Anyway, should be BSA threads, and I know the width is standard too, it's my Cannondale.

My current crank PLUS bottom bracket PLUS chainring is 853 grams.

Is it possible to get that trio down to the 650 gram range for a dollar a gram or less? I assume used, but I can't find any option that gets me there for the dollar. The crank arms basically have to be 575g-ish for the total weight to be in the 650-ish range. I'm on 175mm now, seems good for me.

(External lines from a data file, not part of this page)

use tokio::io::{AsyncReadExt, AsyncWriteExt};
use tokio::net::{TcpListener, TcpStream};

use super::*;
use crate::config::BoardConfig;

const PNG_MAGIC: &[u8] = &[0x89, b'P', b'N', b'G', 0x0D, 0x0A, 0x1A, 0x0A];

async fn serve(state: AppState) -> std::net::SocketAddr {
    let listener = TcpListener::bind("127.0.0.1:0").await.unwrap();
    let addr = listener.local_addr().unwrap();
    tokio::spawn(async move {
        axum::serve(listener, app(state)).await.unwrap();
    });
    addr
}

async fn send(addr: std::net::SocketAddr, head: &str, body: &[u8]) -> String {
    let mut stream = TcpStream::connect(addr).await.unwrap();
    stream.write_all(head.as_bytes()).await.unwrap();
    stream.write_all(body).await.unwrap();
    let mut response = Vec::new();
    stream.read_to_end(&mut response).await.unwrap();
    String::from_utf8_lossy(&response).into_owned()
}

async fn upload_png(addr: std::net::SocketAddr, body: &[u8]) -> String {
    let head = format!(
        "POST /api/board/images HTTP/1.1\r\nHost: localhost\r\nContent-Type: image/png\r\nContent-Length: {}\r\nConnection: close\r\n\r\n",
        body.len()
    );
    send(addr, &head, body).await
}

fn png_of_len(len: usize) -> Vec<u8> {
    let mut body = PNG_MAGIC.to_vec();
    body.resize(len, 0);
    body
}

#[tokio::test]
async fn healthz_answers_ok() {
    let addr = serve(AppState::new(BoardConfig::default())).await;
    let response = send(addr, "GET /healthz HTTP/1.1\r\nHost: localhost\r\nConnection: close\r\n\r\n", &[]).await;
    assert!(response.starts_with("HTTP/1.1 200"), "{response}");
}

#[tokio::test]
async fn image_upload_above_axum_default_is_accepted() {
    let state = AppState::new(BoardConfig::default());
    let addr = serve(state.clone()).await;

    let response = upload_png(addr, &png_of_len(3 * 1024 * 1024)).await;
    assert!(response.starts_with("HTTP/1.1 201"), "{}", &response[..response.len().min(200)]);
    assert_eq!(state.engine.read().await.doc.len(), 1);
}

#[tokio::test]
async fn image_upload_over_configured_limit_is_rejected() {
    let state = AppState::new(BoardConfig { max_image_bytes: 1024, ..BoardConfig::default() });
    let addr = serve(state.clone()).await;

    let response = upload_png(addr, &png_of_len(2048)).await;
    assert!(response.starts_with("HTTP/1.1 413"), "{response}");
    assert!(state.engine.read().await.doc.is_empty());
}
use axum::{http::StatusCode, response::IntoResponse};
use thiserror::Error;

#[derive(Debug, Error)]
pub enum AppError {
    #[error("Unsupported file type: {0}. Please upload CSV or XLSX files.")]
    UnsupportedFileType(String),

    #[error("Failed to parse file: {0}")]
    ParseFailure(String),

    #[error("Missing required columns: {}", .0.join(", "))]
    MissingColumns(Vec<String>),

    #[error("Invalid ad group configuration: {}", .0.join("; "))]
    InvalidAdGroups(Vec<String>),

    #[error("Session not found. Please upload a file first.")]
    SessionNotFound,

    #[error("No analysis results found. Please run search term analysis first.")]
    ResultsNotFound,

    #[error("No items selected for export")]
    EmptySelection,

    #[error("Configuration error: {0}")]
    Config(String),

    #[error("Spreadsheet write error: {0}")]
    Xlsx(#[from] rust_xlsxwriter::XlsxError),

    #[error("CSV error: {0}")]
    Csv(#[from] csv::Error),

    #[error("Upload error: {0}")]
    Multipart(#[from] axum::extract::multipart::MultipartError),

    #[error("IO error: {0}")]
    Io(#[from] std::io::Error),
}

pub type Result<T> = std::result::Result<T, AppError>;

impl IntoResponse for AppError {
    fn into_response(self) -> axum::response::Response {
        let status = match &self {
            AppError::UnsupportedFileType(_)
            | AppError::ParseFailure(_)
            | AppError::MissingColumns(_)
            | AppError::InvalidAdGroups(_)
            | AppError::EmptySelection => StatusCode::BAD_REQUEST,
            AppError::SessionNotFound | AppError::ResultsNotFound => StatusCode::NOT_FOUND,
            AppError::Config(_)
            | AppError::Xlsx(_)
            | AppError::Csv(_)
            | AppError::Multipart(_)
            | AppError::Io(_) => StatusCode::INTERNAL_SERVER_ERROR,
        };
        (status, self.to_string()).into_response()
    }
}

The chainring will be reused if possible. If not, it will be a 30 or 28 tooth oval. Probably 30 tooth absolute black oval. If I have to replace it, I am NOT counting that cost in the dollar per gram. Just the crank arms and BB combined to be in the $200 range.

-----------

Biggest issue is I often don't know what I'm looking at when I look at these more modern cranks, the concept is just so foreign compared to the old style.
I bought a single ring 36 oval square bottom bracket for an outstanding $39 for my city bike on e-bay and it works perfectly 104bcd MTB Crankset 170mm Bike Chainring 30-42T Narrow Wide Single Chain Ring AL | eBay. Weight without chainring is a very competitive 510 grams, all together clearly lighter than the triple set Race Face Prodigy it takes the place of. That old Race Face set sold for $59 on e-bay so I came out ahead!

Note that there are now again a lot of good square bottom bracket choices on e-bay, so no need to switch to anything else.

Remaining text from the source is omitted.